Researchers Propose Breakthrough Solutions for Ultrahigh Resolution Microscopy

High-resolution optical microscopy techniques assure innovations in biology, medicine, and materials science. Now, their potentials essentially reach those of scanning electron microscopy.

(Image credit: Kazan Federal University)

The main advantage of optical microscopy is that it provides nondestructive chemical analysis of single molecules exposed to continuous-wave low-powered laser light. Unlike scanning electron microscopy, this allows one to perform 3D visualization and spectral analysis of intrinsic structure of nano-objects, and also get insights into processes in living cells.

Sergey Kharintsev, Head, Nano-Optics Laboratory, Kazan Federal University

Recently, fluorescence microscopy has turned out to be the most widely used technique for biology and medicine, states Professor Kharintsev. Its major limitation is that it requires fluorescent labels that have to be non-hazardous and photostable. In addition, other factors include fluorophore costs and labor-intensive sample preparation.

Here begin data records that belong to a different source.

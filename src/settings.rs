//! Settings infrastructure for htmlsp.
//!
//! Settings are read from an `htmlsp.toml` file describing the host language,
//! which virtual documents to publish, directive and content matchers, and
//! how script modules are resolved.

use std::path::{Path, PathBuf};
use std::time::Duration;

use regex::Regex;
use serde::Deserialize;

use crate::document::{languages, ContentMatcher, Directive, Matchers};
use crate::error::{Error, Result};
use crate::module::{FsLoader, GraphOptions, LoaderOptions};

/// File name searched for by [`discover_settings`].
pub const SETTINGS_FILE: &str = "htmlsp.toml";

/// Root settings structure loaded from htmlsp.toml.
#[derive(Debug, Default, Deserialize)]
pub struct Settings {
    /// Language of text outside every embedded region (default: html).
    pub host_language: Option<String>,

    /// Languages whose virtual documents are pushed to the client.
    pub virtual_languages: Option<Vec<String>>,

    /// Directive matchers, consulted in order.
    #[serde(default)]
    pub directives: Vec<DirectiveSettings>,

    /// Content matchers.
    #[serde(default)]
    pub contents: Vec<ContentSettings>,

    /// Script module resolution.
    pub modules: Option<ModuleSettings>,
}

/// A custom attribute mapped to an embedded language.
#[derive(Debug, Default, Deserialize)]
pub struct DirectiveSettings {
    /// Exact attribute name.
    pub attribute: Option<String>,

    /// Regex over the attribute name, used when `attribute` is absent.
    pub pattern: Option<String>,

    pub language: String,

    /// Template for text appended after the region, expanded with the
    /// captures of `append_capture` (`$1`, `${name}`).
    pub append: Option<String>,

    /// Regex applied to the raw attribute value. Without one, `$1` is the
    /// whole value.
    pub append_capture: Option<String>,
}

#[derive(Debug, Default, Deserialize)]
pub struct ContentSettings {
    /// Regex locating spans; capture group 1 delimits the span if present.
    pub pattern: String,

    pub language: String,

    /// Also scan attribute values no other rule claimed.
    #[serde(default)]
    pub attribute_values: bool,
}

#[derive(Debug, Default, Deserialize)]
pub struct ModuleSettings {
    /// Quiet period after an edit before imports are re-resolved (default: 1000).
    pub debounce_ms: Option<u64>,

    /// Skip relative specifiers without a file extension.
    pub only_emit_for_extensioned: Option<bool>,

    /// Let an edit retry dependencies that previously failed to load.
    pub retry_failed_on_edit: Option<bool>,

    /// Directory holding package declarations, relative to the settings file.
    pub types_root: Option<PathBuf>,
}

impl Settings {
    pub fn host_language(&self) -> &str {
        self.host_language.as_deref().unwrap_or(languages::HTML)
    }

    pub fn virtual_languages(&self) -> Vec<String> {
        match &self.virtual_languages {
            Some(langs) => langs.clone(),
            None => vec![languages::CSS.to_string(), languages::JAVASCRIPT.to_string()],
        }
    }

    /// Build the matcher registration, skipping entries that fail to compile.
    pub fn matchers(&self) -> Matchers {
        let mut matchers = Matchers::default();
        for directive in &self.directives {
            match directive.build() {
                Ok(d) => matchers.directives.push(d),
                Err(e) => tracing::warn!(error = %e, "ignoring directive"),
            }
        }
        for content in &self.contents {
            match compile(&content.pattern) {
                Ok(re) => {
                    matchers.scan_attribute_values |= content.attribute_values;
                    matchers
                        .contents
                        .push(ContentMatcher::pattern(re, &content.language));
                }
                Err(e) => tracing::warn!(error = %e, "ignoring content matcher"),
            }
        }
        matchers
    }

    pub fn graph_options(&self) -> GraphOptions {
        let defaults = GraphOptions::default();
        let Some(modules) = &self.modules else {
            return defaults;
        };
        GraphOptions {
            debounce: modules
                .debounce_ms
                .map(Duration::from_millis)
                .unwrap_or(defaults.debounce),
            retry_failed_on_edit: modules
                .retry_failed_on_edit
                .unwrap_or(defaults.retry_failed_on_edit),
        }
    }

    /// The filesystem loader, with `types_root` resolved against `settings_dir`.
    pub fn loader_options(&self, settings_dir: &Path) -> LoaderOptions {
        let modules = self.modules.as_ref();
        let types_root = modules.and_then(|m| m.types_root.as_ref()).map(|path| {
            if path.is_absolute() {
                path.clone()
            } else {
                settings_dir.join(path)
            }
        });
        LoaderOptions::new(FsLoader::new(types_root)).only_emit_for_extensioned(
            modules
                .and_then(|m| m.only_emit_for_extensioned)
                .unwrap_or(false),
        )
    }
}

impl DirectiveSettings {
    fn build(&self) -> Result<Directive> {
        let directive = match (&self.attribute, &self.pattern) {
            (Some(name), _) => Directive::exact(name, &self.language),
            (None, Some(pattern)) => Directive::pattern(compile(pattern)?, &self.language),
            (None, None) => {
                return Err(Error::InvalidSettings(format!(
                    "directive for '{}' needs an attribute or a pattern",
                    self.language
                )))
            }
        };
        let Some(template) = self.append.clone() else {
            return Ok(directive);
        };
        let capture = compile(self.append_capture.as_deref().unwrap_or(r"(?s)^(.*)$"))?;
        Ok(directive.with_append_content(move |raw| expand(&capture, &template, raw)))
    }
}

/// Expand `template` with the captures of `re` on `raw`; empty when `re`
/// does not match.
fn expand(re: &Regex, template: &str, raw: &str) -> String {
    let mut out = String::new();
    if let Some(caps) = re.captures(raw) {
        caps.expand(template, &mut out);
    }
    out
}

fn compile(pattern: &str) -> Result<Regex> {
    Regex::new(pattern).map_err(|source| Error::InvalidPattern {
        pattern: pattern.to_string(),
        source,
    })
}

/// Load settings from a specific path.
///
/// Returns default settings if the file doesn't exist or can't be parsed.
pub fn load_settings(path: &Path) -> Settings {
    match std::fs::read_to_string(path) {
        Ok(content) => parse_settings(&content).unwrap_or_else(|e| {
            tracing::warn!(path = %path.display(), error = %e, "failed to parse settings");
            Settings::default()
        }),
        Err(_) => Settings::default(),
    }
}

pub fn parse_settings(content: &str) -> Result<Settings> {
    Ok(toml::from_str(content)?)
}

/// Discover htmlsp.toml by searching up the directory tree, then direct children.
///
/// Search order:
/// 1. Walk up from `start_dir` to filesystem root
/// 2. If not found, check immediate child directories of `start_dir`
///
/// Returns `(settings, settings_dir)` where `settings_dir` is the directory
/// containing the found file (used for resolving relative paths).
/// If not found, returns `(Settings::default(), start_dir)`.
pub fn discover_settings(start_dir: &Path) -> (Settings, PathBuf) {
    let mut current = Some(start_dir);
    while let Some(dir) = current {
        let candidate = dir.join(SETTINGS_FILE);
        if candidate.is_file() {
            return (load_settings(&candidate), dir.to_path_buf());
        }
        current = dir.parent();
    }

    if let Ok(entries) = std::fs::read_dir(start_dir) {
        for entry in entries.flatten() {
            if entry.file_type().map(|ft| ft.is_dir()).unwrap_or(false) {
                let candidate = entry.path().join(SETTINGS_FILE);
                if candidate.is_file() {
                    return (load_settings(&candidate), entry.path());
                }
            }
        }
    }

    (Settings::default(), start_dir.to_path_buf())
}
//! LSP protocol surface.
//!
//! This module provides:
//! - Custom request and notification types under the `htmlsp/` namespace
//! - Transport-independent handlers for the custom requests
//! - A declaration sink forwarding module content to the client

mod declarations;
mod protocol;
mod requests;

pub use declarations::{ClientSink, DeclarationForwarder};
pub use protocol::*;
pub use requests::{embedded_document, language_at, language_ranges};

The study proposes that one of the solutions for ultrahigh resolution microscopy is a superlens, which was first put forward by John Pendry (Imperial College London, UK) in 2000. The lens resembles a sandwich with a dielectric layer placed on either side of a metallic film. Superresolution is realized with the optical near-field enhancement through surface plasmon resonances. Recently, an innovative program for the practical execution of such superlens has been presented by Vladimir Shalaev(Purdue University, USA), who proposed using a nano-composite metal-dielectric film. This allows the superlens to function at a modifiable single frequency.

We propose to use a nano-structured metal-dielectric film that exhibits a double epsilon-near-zero behavior near the percolation threshold,” continues Sergey Kharintsev. “The material in question is titanium oxynitride, a compound first synthesized by Andrei Mihai’s group at Imperial College London. Such a superlens provides ultrahigh spatial resolution due to stimulated Raman scattering. Consequently, we have succeeded to achieve a spatial resolution of 8 nm and 80 nm in the near-field and far-field, respectively. Importantly, obtained optical images are formed with a standard objective only, not using optical nano-antennas, designed laser beams, or fluorescent labels.”

The Russian Science Foundation has supported the study. The study is titled “Synthesis and research of ultra-thin magnetic heterostructures with potential spintronic and optronic applications”; Professor Lenar Tagirov (Institute of Physics, Kazan Federal University) is at the helm. Sergey Kharintsev’s PhD student Anton Kharitonov has prepared his PhD thesis based on the results.